I call it a stone - it's nearer the size of a kirk.
When he first started out, it just used to irk,
but now it incenses me, and him, the absolute berk.
I could do something vicious to him with a dirk.
Think of the perks, he says.
What use is a perk, I shriek,
when you haven't time to pop open a cork
or go for so much as a walk in the park?
He's a dork.
Folk flock from miles around just to gawk.
They think it's a quirk,
a bit of a lark.
A load of old bollocks is nearer the mark.
He might as well bark
at the moon -
that's feckin' stone's no sooner up
than it's rolling back
all the way down.
And what doe he say?
Mustn't shirk -
keen as a hawk,
lean as a shark
Mustn't shirk!ObamaObamaObama
But I lie alone in the dark,
feeling like Noah's wife did
when he hammered away at the Ark;
like Frau Johann Sebastian Bach.
My voice reduced to a squawk,
my smile to a twisted smirk;
while, up on the deepening murk of the hill,
he is giving one hundred per cent and more to his work.
Comments (1)
nomeaku@... said
at 2:58 am on Nov 7, 2008
Although the story and the plot of the poem are clear, the purpose of the poem was unclear to me.
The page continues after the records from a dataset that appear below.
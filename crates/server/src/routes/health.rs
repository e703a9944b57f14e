//! Health check endpoint

use axum::Json;
use serde::Serialize;

/// Health check response
#[derive(Serialize)]
pub struct HealthResponse {
    status: &'static str,
}

/// GET /health - Liveness probe; providers are not contacted
pub async fn check() -> Json<HealthResponse> {
    Json(HealthResponse { status: "healthy" })
}
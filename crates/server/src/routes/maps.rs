//! Mapping key hand-off for browser-side map rendering

use axum::{Json, extract::State, response::IntoResponse};
use serde::Serialize;
use trialfinder_core::Status;

use crate::error::AppError;
use crate::state::AppState;

#[derive(Serialize)]
pub struct MapsKeyResponse {
    status: Status,
    api_key: String,
}

/// GET /api/get_maps_api_key
pub async fn get_api_key(State(state): State<AppState>) -> Result<impl IntoResponse, AppError> {
    let api_key = state
        .maps_api_key
        .ok_or_else(|| AppError::NotConfigured("Google Maps API key not configured".to_string()))?;

    Ok(Json(MapsKeyResponse {
        status: Status::Success,
        api_key,
    }))
}
//! Trial search: geocode the origin, query the registry, normalize results

use serde::Serialize;
use trialfinder_core::registry::StudyLocation;
use trialfinder_core::{Coordinates, SearchQuery, TrialRecord};

use crate::error::ProviderError;
use crate::geocode::{GeocodeCache, GeocodeClient, geocode_all};
use crate::registry::RegistryClient;

/// The location the user searched around
#[derive(Debug, Clone, Serialize)]
pub struct SearchLocation {
    pub query: String,
    pub coordinates: Option<Coordinates>,
}

/// Normalized search results
#[derive(Debug, Clone)]
pub struct SearchResults {
    pub trials: Vec<TrialRecord>,
    pub total_count: u64,
    pub search_location: SearchLocation,
    /// Set when the location could not be resolved and the search ran unfiltered
    pub warning: Option<String>,
}

#[derive(Clone)]
pub struct TrialSearch {
    geocoder: GeocodeClient,
    registry: RegistryClient,
    geocode_concurrency: usize,
}

impl TrialSearch {
    pub fn new(geocoder: GeocodeClient, registry: RegistryClient, geocode_concurrency: usize) -> Self {
        Self {
            geocoder,
            registry,
            geocode_concurrency,
        }
    }

    pub async fn search(&self, query: &SearchQuery) -> Result<SearchResults, ProviderError> {
        let geocoding = self.geocoder.is_configured();
        if !geocoding {
            tracing::warn!("GOOGLE_MAPS_API_KEY not set, skipping geocoding for this search");
        }

        let origin = match query.location.as_deref() {
            Some(location) if geocoding => self.geocoder.geocode(location).await,
            _ => None,
        };

        let warning = match (&query.location, origin) {
            (Some(location), None) => {
                tracing::warn!(location = %location, "Search location not geocoded, searching without distance filter");
                Some(format!(
                    "Could not locate '{location}'; results are not limited by distance"
                ))
            }
            _ => None,
        };

        let page = self.registry.search(query, origin).await?;

        let cache = if geocoding {
            let addresses: Vec<String> = page
                .studies
                .iter()
                .flat_map(|study| &study.protocol_section.contacts_locations_module.locations)
                .map(StudyLocation::geocode_query)
                .collect();
            geocode_all(&self.geocoder, addresses, self.geocode_concurrency).await
        } else {
            GeocodeCache::new()
        };

        let trials: Vec<TrialRecord> = page
            .studies
            .iter()
            .map(|study| TrialRecord::from_study(study, |address| cache.get(address).copied().flatten()))
            .collect();

        tracing::info!(
            returned = trials.len(),
            total = page.total(),
            geocoded_sites = cache.values().filter(|c| c.is_some()).count(),
            "Search complete"
        );

        Ok(SearchResults {
            total_count: page.total(),
            trials,
            search_location: SearchLocation {
                query: query.location.clone().unwrap_or_default(),
                coordinates: origin,
            },
            warning,
        })
    }
}
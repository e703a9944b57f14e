//! Bounded, per-request memoized geocoding of many addresses

use std::collections::{HashMap, HashSet};

use futures::stream::{self, StreamExt};
use trialfinder_core::Coordinates;

use super::client::GeocodeClient;

/// Lookup results keyed by address
pub type GeocodeCache = HashMap<String, Option<Coordinates>>;

/// Geocode every distinct non-blank address, at most `concurrency` at a time.
///
/// Duplicate addresses are looked up once.
pub async fn geocode_all<I>(client: &GeocodeClient, addresses: I, concurrency: usize) -> GeocodeCache
where
    I: IntoIterator<Item = String>,
{
    let mut seen = HashSet::new();
    let unique: Vec<String> = addresses
        .into_iter()
        .filter(|a| !a.trim().is_empty())
        .filter(|a| seen.insert(a.clone()))
        .collect();

    if unique.is_empty() {
        return GeocodeCache::new();
    }

    tracing::debug!(
        addresses = unique.len(),
        concurrency,
        "Geocoding trial locations"
    );

    stream::iter(unique)
        .map(|address| async move {
            let coordinates = client.geocode(&address).await;
            (address, coordinates)
        })
        .buffered(concurrency.max(1))
        .collect()
        .await
}
use serde::{Deserialize, Serialize};

/// Top-level `status` field carried by every API response
#[derive(Debug, Clone, Copy, Serialize, Deserialize, PartialEq, Eq)]
#[serde(rename_all = "lowercase")]
pub enum Status {
    Success,
    Error,
}

/// `{status: "error", error}` body returned when a request cannot be served
#[derive(Debug, Clone, Serialize, Deserialize, PartialEq, Eq)]
pub struct ErrorOutcome {
    pub status: Status,
    pub error: String,
}

impl ErrorOutcome {
    pub fn new(error: impl Into<String>) -> Self {
        Self {
            status: Status::Error,
            error: error.into(),
        }
    }
}

#[cfg(test)]
mod tests {
    use super::*;

    #[test]
    fn serializes_lowercase_status() {
        let value = serde_json::to_value(ErrorOutcome::new("boom")).unwrap();
        assert_eq!(value, serde_json::json!({"status": "error", "error": "boom"}));
    }
}
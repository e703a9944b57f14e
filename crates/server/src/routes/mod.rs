pub mod health;
pub mod maps;
pub mod metrics;
mod trials;

use axum::{
    Router,
    routing::{get, post},
};

use crate::state::AppState;

/// Build the JSON API consumed by the frontend
pub fn api_routes() -> Router<AppState> {
    Router::new()
        .route("/get_maps_api_key", get(maps::get_api_key))
        .route("/search_trials", post(trials::search_trials))
        .route("/generate_summary", post(trials::generate_summary))
}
So, I utilized google and did some outside reading on Duffy and the purpose of this poem. This helped me further comprehend the poem. By discovering that the poem is actually about the wife of a Greek God as she watches her husband roll a rock up a hill as punishment. It kind of adds a sense of humor to the poem. The idea of a nagging, unhappy wife creates a lighthearted feeling in the poem.